impl TypeShape for ScriptType {
    fn name(&self) -> &str {
        &self.name
    }

    fn constructors(&self) -> &[ConstructorDecl] {
        &self.constructors
    }

    fn methods(&self) -> &[MethodDecl] {
        &self.methods
    }

    fn members(&self) -> &[MemberDecl] {
        &self.members
    }

    fn construct(&self, ctor: usize, args: Vec<Value>) -> Result<Instance, CodeFault> {
        let function = self
            .ctor_functions
            .get(ctor)
            .ok_or_else(|| CodeFault::new(format!("no constructor #{} on {}", ctor, self.name)))?;
        let mut this = Dynamic::from_map(self.field_map());
        if let Some(function) = function {
            self.run(function, Some(&mut this), args)?;
        }
        Ok(Instance::new(ScriptObject {
            this: Mutex::new(this),
        }))
    }

    fn call(
        &self,
        method: usize,
        this: Option<&Instance>,
        args: Vec<Value>,
    ) -> Result<Value, CodeFault> {
        let (decl, function) = self
            .methods
            .get(method)
            .zip(self.method_functions.get(method))
            .ok_or_else(|| CodeFault::new(format!("no method #{} on {}", method, self.name)))?;
        if decl.is_static {
            return self.run(function, None, args);
        }
        let this = this.ok_or_else(|| CodeFault::new("instance method called without a receiver"))?;
        let object = self.object(this)?;
        let mut state = object.this.lock();
        self.run(function, Some(&mut *state), args)
    }

    fn read(&self, member: usize, this: &Instance) -> Result<Value, CodeFault> {
        let decl = self
            .members
            .get(member)
            .ok_or_else(|| CodeFault::new(format!("no member #{} on {}", member, self.name)))?;
        let object = self.object(this)?;
        let mut state = object.this.lock();
        match &self.member_impls[member] {
            ScriptMember::Field { .. } => field_of(&*state, &decl.name),
            ScriptMember::Property { get, .. } => self.run(get, Some(&mut *state), Vec::new()),
        }
    }

    fn write(&self, member: usize, this: &Instance, value: Value) -> Result<(), CodeFault> {
        let decl = self
            .members
            .get(member)
            .ok_or_else(|| CodeFault::new(format!("no member #{} on {}", member, self.name)))?;
        let object = self.object(this)?;
        let mut state = object.this.lock();
        match &self.member_impls[member] {
            ScriptMember::Field { .. } => {
                let mut map = state
                    .write_lock::<Map>()
                    .ok_or_else(|| CodeFault::new("object state is no longer a map"))?;
                map.insert(decl.name.as_str().into(), value_to_dynamic(&value));
                Ok(())
            }
            ScriptMember::Property { set: Some(set), .. } => {
                self.run(set, Some(&mut *state), vec![value]).map(|_| ())
            }
            ScriptMember::Property { set: None, .. } => Err(CodeFault::new(format!(
                "property {} has no setter",
                decl.name
            ))),
        }
    }
}

/// Code produced by [`ScriptLoader`]
pub struct ScriptUnit {
    module: String,
    digest: String,
    types: Vec<Arc<ScriptType>>,
}

impl UnitCode for ScriptUnit {
    fn module_name(&self) -> &str {
        &self.module
    }

    fn type_names(&self) -> Vec<&str> {
        self.types.iter().map(|t| t.name.as_str()).collect()
    }

    fn resolve_type(&self, name: &str) -> Option<Arc<dyn TypeShape>> {
        self.types
            .iter()
            .find(|t| t.name == name)
            .map(|t| t.clone() as Arc<dyn TypeShape>)
    }

    fn digest(&self) -> Option<&str> {
        Some(&self.digest)
    }
}
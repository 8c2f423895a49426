//! Conversion between [`Value`] and Rhai [`Dynamic`]

use hotmod_kernel::Value;
use rhai::{Array, Dynamic, Map};
use std::collections::BTreeMap;

pub fn value_to_dynamic(value: &Value) -> Dynamic {
    match value {
        Value::Unit => Dynamic::UNIT,
        Value::Bool(b) => Dynamic::from(*b),
        Value::Int(i) => Dynamic::from(*i),
        Value::Float(f) => Dynamic::from(*f),
        Value::Str(s) => Dynamic::from(s.clone()),
        Value::List(items) => {
            let array: Array = items.iter().map(value_to_dynamic).collect();
            Dynamic::from_array(array)
        }
        Value::Map(entries) => {
            let mut map = Map::new();
            for (k, v) in entries {
                map.insert(k.as_str().into(), value_to_dynamic(v));
            }
            Dynamic::from_map(map)
        }
    }
}

/// Convert a script value back; anything without a [`Value`] counterpart
/// becomes its display string.
pub fn dynamic_to_value(value: &Dynamic) -> Value {
    if value.is_unit() {
        Value::Unit
    } else if let Some(b) = value.clone().try_cast::<bool>() {
        Value::Bool(b)
    } else if let Some(i) = value.clone().try_cast::<i64>() {
        Value::Int(i)
    } else if let Some(f) = value.clone().try_cast::<f64>() {
        Value::Float(f)
    } else if let Some(s) = value.clone().try_cast::<String>() {
        Value::Str(s)
    } else if let Some(array) = value.clone().try_cast::<Array>() {
        Value::List(array.iter().map(dynamic_to_value).collect())
    } else if let Some(map) = value.clone().try_cast::<Map>() {
        let entries: BTreeMap<String, Value> = map
            .iter()
            .map(|(k, v)| (k.to_string(), dynamic_to_value(v)))
            .collect();
        Value::Map(entries)
    } else {
        Value::Str(value.to_string())
    }
}
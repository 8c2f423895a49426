//! Unit manifest format
//!
//! ```toml
//! module = "greeter"
//! script = '''
//! fn init(name) { this.name = name; }
//! fn greet() { "hi " + this.name }
//! '''
//!
//! [[types]]
//! name = "T"
//! fields = [{ name = "name", type = "string", default = "world" }]
//! constructors = [{ function = "init", params = [{ name = "name", type = "string" }] }]
//! methods = [{ name = "Greet", function = "greet", returns = "string" }]
//! ```

use hotmod_kernel::{ParamDecl, Value, ValueKind, Visibility};
use serde::Deserialize;

#[derive(Debug, Clone, Deserialize)]
#[serde(deny_unknown_fields)]
pub struct UnitManifest {
    /// Module name the unit declares
    pub module: String,
    /// Rhai source holding every function the types reference
    #[serde(default)]
    pub script: String,
    #[serde(default)]
    pub types: Vec<TypeManifest>,
}

#[derive(Debug, Clone, Deserialize)]
#[serde(deny_unknown_fields)]
pub struct TypeManifest {
    pub name: String,
    #[serde(default)]
    pub fields: Vec<FieldManifest>,
    #[serde(default)]
    pub properties: Vec<PropertyManifest>,
    #[serde(default)]
    pub constructors: Vec<ConstructorManifest>,
    #[serde(default)]
    pub methods: Vec<MethodManifest>,
}

#[derive(Debug, Clone, Deserialize)]
#[serde(deny_unknown_fields)]
pub struct FieldManifest {
    pub name: String,
    #[serde(rename = "type", default)]
    pub kind: ValueKind,
    #[serde(default)]
    pub default: Value,
    #[serde(default)]
    pub visibility: Visibility,
}

#[derive(Debug, Clone, Deserialize)]
#[serde(deny_unknown_fields)]
pub struct PropertyManifest {
    pub name: String,
    #[serde(rename = "type", default)]
    pub kind: ValueKind,
    /// Getter function, called with `this` and no arguments
    pub get: String,
    /// Setter function, called with `this` and the new value
    #[serde(default)]
    pub set: Option<String>,
    #[serde(default)]
    pub visibility: Visibility,
}

#[derive(Debug, Clone, Deserialize, Default)]
#[serde(deny_unknown_fields)]
pub struct ConstructorManifest {
    /// Initialiser called with `this` bound to the fresh field map
    #[serde(default)]
    pub function: Option<String>,
    #[serde(default)]
    pub params: Vec<ParamDecl>,
    #[serde(default)]
    pub visibility: Visibility,
}

#[derive(Debug, Clone, Deserialize)]
#[serde(deny_unknown_fields)]
pub struct MethodManifest {
    pub name: String,
    /// Script function; defaults to the method name
    #[serde(default)]
    pub function: Option<String>,
    #[serde(default)]
    pub params: Vec<ParamDecl>,
    #[serde(default)]
    pub returns: ValueKind,
    #[serde(rename = "static", default)]
    pub is_static: bool,
    #[serde(default)]
    pub visibility: Visibility,
}

impl MethodManifest {
    pub fn function_name(&self) -> &str {
        self.function.as_deref().unwrap_or(&self.name)
    }
}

Activity: Across the whole listing above, report each line that includes "ScriptType".

Answer:
impl TypeShape for ScriptType {
    types: Vec<Arc<ScriptType>>,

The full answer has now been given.